PROMPT:
Each entry has to be set down again with no alteration.

(Collected data)

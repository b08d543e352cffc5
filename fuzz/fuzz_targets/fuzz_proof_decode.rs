#![no_main]

use illium_zk::{TranscriptProof, MAX_PROOF_SIZE};
use libfuzzer_sys::fuzz_target;

fuzz_target!(|data: &[u8]| {
    // Try to decode - should not panic
    if let Ok(proof) = TranscriptProof::decode(data) {
        assert!(data.len() <= MAX_PROOF_SIZE);

        // Decoding is strict, so re-encoding gives back the input
        let reencoded = proof.encode().expect("decoded proof re-encodes");
        assert_eq!(reencoded.as_bytes(), data);
    }
});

WRITTEN RESPONSE:
repository b08d543e352cffc5
filename fuzz/fuzz_targets/fuzz_proof_decode.rs
#![no_main]

use illium_zk::{TranscriptProof, MAX_PROOF_SIZE};
use libfuzzer_sys::fuzz_target;

fuzz_target!(|data: &[u8]| {
    // Try to decode - should not panic
    if let Ok(proof) = TranscriptProof::decode(data) {
        assert!(data.len() <= MAX_PROOF_SIZE);

        // Decoding is strict, so re-encoding gives back the input
        let reencoded = proof.encode().expect("decoded proof re-encodes");
        assert_eq!(reencoded.as_bytes(), data);
    }
});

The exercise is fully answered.